Find every line below where the word "drops" occurs. Then say how many there are, giving only the number.

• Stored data
######
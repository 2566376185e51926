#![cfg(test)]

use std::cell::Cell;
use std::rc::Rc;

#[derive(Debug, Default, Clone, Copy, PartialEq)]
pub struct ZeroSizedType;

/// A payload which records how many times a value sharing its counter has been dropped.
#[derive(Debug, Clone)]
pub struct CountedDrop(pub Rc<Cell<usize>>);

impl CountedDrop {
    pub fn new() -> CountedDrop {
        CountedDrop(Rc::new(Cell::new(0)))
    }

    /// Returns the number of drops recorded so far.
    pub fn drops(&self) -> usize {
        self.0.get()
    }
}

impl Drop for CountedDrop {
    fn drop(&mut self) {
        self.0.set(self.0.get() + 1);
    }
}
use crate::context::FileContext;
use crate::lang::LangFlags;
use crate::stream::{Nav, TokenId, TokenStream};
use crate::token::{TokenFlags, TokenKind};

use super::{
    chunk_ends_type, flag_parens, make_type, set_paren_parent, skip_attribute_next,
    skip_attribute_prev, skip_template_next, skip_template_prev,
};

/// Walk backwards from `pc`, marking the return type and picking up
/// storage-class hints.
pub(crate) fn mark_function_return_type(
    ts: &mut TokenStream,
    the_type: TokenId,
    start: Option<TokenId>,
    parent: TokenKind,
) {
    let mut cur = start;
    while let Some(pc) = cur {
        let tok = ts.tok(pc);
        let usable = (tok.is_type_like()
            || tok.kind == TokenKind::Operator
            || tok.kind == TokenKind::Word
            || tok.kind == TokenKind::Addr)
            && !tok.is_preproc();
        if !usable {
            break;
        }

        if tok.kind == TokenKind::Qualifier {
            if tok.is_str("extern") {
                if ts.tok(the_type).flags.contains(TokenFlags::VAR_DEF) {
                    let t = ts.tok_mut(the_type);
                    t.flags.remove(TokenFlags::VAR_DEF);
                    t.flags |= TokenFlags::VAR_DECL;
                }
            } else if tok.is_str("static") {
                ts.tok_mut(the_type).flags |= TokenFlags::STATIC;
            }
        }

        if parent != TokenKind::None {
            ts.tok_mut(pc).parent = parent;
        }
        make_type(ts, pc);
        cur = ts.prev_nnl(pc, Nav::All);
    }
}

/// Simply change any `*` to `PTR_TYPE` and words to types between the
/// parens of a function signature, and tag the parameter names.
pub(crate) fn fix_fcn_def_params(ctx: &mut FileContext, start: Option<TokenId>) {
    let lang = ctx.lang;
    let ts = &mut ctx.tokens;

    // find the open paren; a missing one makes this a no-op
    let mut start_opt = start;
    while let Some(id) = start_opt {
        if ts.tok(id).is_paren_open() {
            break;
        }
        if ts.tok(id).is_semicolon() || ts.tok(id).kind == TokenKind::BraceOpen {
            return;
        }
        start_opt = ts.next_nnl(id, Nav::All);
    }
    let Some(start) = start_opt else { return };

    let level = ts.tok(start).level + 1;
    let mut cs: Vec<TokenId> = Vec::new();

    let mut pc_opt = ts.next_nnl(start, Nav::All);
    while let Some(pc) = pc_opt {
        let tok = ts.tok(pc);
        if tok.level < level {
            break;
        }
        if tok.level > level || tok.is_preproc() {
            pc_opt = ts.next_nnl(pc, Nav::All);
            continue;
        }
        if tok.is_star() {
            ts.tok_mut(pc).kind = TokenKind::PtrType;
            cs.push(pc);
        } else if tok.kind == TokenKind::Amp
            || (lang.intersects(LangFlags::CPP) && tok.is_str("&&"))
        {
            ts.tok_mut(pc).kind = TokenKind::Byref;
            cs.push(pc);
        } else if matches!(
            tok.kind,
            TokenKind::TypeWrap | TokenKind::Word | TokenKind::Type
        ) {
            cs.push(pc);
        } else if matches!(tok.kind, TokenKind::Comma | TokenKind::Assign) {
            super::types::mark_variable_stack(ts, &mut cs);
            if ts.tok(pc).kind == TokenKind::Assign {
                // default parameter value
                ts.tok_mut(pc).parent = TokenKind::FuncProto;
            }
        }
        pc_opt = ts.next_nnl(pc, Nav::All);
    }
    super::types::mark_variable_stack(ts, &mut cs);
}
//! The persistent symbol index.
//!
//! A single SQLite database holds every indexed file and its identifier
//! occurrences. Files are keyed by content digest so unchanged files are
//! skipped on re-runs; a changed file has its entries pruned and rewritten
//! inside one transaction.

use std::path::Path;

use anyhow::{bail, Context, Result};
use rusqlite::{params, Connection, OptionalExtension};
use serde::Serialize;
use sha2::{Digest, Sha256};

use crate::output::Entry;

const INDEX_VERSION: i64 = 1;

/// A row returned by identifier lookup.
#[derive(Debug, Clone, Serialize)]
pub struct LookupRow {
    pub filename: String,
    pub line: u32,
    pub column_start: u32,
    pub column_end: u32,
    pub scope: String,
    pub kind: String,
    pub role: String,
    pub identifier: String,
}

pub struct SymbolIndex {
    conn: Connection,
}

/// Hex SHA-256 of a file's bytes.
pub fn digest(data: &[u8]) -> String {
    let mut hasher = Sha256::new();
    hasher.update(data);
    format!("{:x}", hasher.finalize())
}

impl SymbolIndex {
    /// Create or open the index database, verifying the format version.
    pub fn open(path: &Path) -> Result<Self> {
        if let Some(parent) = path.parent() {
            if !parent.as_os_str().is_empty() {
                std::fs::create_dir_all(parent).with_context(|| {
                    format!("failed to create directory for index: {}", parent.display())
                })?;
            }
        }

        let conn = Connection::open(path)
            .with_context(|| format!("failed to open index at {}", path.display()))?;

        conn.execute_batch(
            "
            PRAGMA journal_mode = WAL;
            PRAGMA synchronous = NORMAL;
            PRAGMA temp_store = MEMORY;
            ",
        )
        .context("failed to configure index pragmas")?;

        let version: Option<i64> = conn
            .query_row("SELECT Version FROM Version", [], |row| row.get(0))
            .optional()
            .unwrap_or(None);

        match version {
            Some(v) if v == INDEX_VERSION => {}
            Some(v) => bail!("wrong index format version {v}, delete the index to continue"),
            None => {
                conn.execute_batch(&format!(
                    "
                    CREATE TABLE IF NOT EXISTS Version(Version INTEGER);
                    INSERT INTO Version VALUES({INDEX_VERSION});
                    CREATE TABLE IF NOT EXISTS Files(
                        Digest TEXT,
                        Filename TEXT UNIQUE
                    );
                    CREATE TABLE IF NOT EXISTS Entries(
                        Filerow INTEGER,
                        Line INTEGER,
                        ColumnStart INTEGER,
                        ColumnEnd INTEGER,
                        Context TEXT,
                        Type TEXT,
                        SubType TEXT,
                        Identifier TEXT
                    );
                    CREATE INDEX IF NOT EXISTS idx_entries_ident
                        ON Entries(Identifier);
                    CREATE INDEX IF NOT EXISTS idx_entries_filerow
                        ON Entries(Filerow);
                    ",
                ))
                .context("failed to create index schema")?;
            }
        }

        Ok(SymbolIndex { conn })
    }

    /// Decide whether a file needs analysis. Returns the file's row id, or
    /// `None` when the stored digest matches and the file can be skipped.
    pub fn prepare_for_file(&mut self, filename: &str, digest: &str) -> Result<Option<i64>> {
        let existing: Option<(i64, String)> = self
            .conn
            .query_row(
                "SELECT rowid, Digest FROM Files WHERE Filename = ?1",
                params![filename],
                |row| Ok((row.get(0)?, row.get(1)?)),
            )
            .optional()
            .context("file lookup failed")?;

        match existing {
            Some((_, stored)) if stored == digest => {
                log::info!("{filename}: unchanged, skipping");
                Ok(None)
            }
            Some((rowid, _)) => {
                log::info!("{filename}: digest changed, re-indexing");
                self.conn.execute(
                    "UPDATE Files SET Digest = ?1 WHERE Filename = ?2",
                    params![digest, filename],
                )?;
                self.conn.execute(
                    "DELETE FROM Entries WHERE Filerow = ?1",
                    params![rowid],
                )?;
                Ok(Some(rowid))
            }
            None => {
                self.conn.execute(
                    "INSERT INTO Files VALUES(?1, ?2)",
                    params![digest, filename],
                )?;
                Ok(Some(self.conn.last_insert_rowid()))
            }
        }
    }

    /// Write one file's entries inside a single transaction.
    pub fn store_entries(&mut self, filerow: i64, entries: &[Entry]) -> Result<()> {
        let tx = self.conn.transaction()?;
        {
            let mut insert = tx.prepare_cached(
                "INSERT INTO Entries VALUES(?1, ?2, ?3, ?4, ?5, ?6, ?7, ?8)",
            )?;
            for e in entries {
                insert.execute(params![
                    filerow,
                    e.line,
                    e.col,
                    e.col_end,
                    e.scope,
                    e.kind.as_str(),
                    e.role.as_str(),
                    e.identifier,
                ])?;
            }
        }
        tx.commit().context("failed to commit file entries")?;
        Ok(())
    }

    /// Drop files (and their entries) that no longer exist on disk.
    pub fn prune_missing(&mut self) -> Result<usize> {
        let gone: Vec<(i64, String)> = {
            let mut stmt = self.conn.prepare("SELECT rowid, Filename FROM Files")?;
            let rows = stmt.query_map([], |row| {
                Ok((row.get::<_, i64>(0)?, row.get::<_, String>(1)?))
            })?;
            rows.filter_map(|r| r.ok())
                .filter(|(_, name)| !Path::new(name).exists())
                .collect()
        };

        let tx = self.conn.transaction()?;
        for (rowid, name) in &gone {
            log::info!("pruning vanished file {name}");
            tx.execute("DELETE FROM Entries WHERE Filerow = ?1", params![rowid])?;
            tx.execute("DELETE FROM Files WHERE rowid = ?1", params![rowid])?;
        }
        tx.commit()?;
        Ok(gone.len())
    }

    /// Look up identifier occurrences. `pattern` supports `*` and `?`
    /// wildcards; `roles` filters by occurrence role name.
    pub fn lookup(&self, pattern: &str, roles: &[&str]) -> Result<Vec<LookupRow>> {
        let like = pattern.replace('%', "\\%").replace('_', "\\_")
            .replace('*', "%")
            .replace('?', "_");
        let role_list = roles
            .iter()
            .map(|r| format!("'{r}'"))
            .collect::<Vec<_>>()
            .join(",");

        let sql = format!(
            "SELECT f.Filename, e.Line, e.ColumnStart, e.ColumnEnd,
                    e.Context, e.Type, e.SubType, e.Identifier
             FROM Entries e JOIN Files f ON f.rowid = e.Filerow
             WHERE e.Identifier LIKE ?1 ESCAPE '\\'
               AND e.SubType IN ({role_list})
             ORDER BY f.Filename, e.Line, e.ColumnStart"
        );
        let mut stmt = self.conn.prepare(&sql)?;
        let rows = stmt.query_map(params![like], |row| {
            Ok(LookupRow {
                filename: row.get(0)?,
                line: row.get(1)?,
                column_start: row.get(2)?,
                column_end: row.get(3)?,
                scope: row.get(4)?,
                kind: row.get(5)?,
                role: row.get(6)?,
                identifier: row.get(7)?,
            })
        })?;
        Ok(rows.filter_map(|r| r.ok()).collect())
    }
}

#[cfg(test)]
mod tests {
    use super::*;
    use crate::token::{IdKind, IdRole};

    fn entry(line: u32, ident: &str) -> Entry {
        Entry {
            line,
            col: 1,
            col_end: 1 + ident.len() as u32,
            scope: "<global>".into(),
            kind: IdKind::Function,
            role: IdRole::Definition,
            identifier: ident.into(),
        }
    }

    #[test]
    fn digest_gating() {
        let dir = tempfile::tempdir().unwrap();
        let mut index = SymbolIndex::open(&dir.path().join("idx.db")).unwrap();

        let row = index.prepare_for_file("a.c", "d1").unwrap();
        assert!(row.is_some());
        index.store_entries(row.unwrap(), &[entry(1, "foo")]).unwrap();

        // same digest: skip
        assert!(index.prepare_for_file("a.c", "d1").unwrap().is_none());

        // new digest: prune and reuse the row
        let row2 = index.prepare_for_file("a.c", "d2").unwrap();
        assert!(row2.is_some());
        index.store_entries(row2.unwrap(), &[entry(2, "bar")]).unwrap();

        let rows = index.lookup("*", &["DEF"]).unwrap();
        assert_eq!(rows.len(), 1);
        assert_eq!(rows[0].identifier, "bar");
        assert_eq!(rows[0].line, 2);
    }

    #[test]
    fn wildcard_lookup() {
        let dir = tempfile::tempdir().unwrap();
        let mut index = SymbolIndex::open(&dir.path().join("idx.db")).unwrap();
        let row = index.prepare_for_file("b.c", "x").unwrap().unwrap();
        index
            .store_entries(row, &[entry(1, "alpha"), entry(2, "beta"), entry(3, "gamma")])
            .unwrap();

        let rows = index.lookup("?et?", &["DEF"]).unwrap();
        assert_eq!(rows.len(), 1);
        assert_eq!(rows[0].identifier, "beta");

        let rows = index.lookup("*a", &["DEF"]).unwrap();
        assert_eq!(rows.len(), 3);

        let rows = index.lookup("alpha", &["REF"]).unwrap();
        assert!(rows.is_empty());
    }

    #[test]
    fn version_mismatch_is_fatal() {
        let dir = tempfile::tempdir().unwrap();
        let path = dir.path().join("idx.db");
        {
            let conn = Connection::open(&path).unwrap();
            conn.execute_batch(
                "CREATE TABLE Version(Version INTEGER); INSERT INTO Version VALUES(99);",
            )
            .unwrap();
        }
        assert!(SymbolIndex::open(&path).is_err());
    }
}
######
• Written answer
2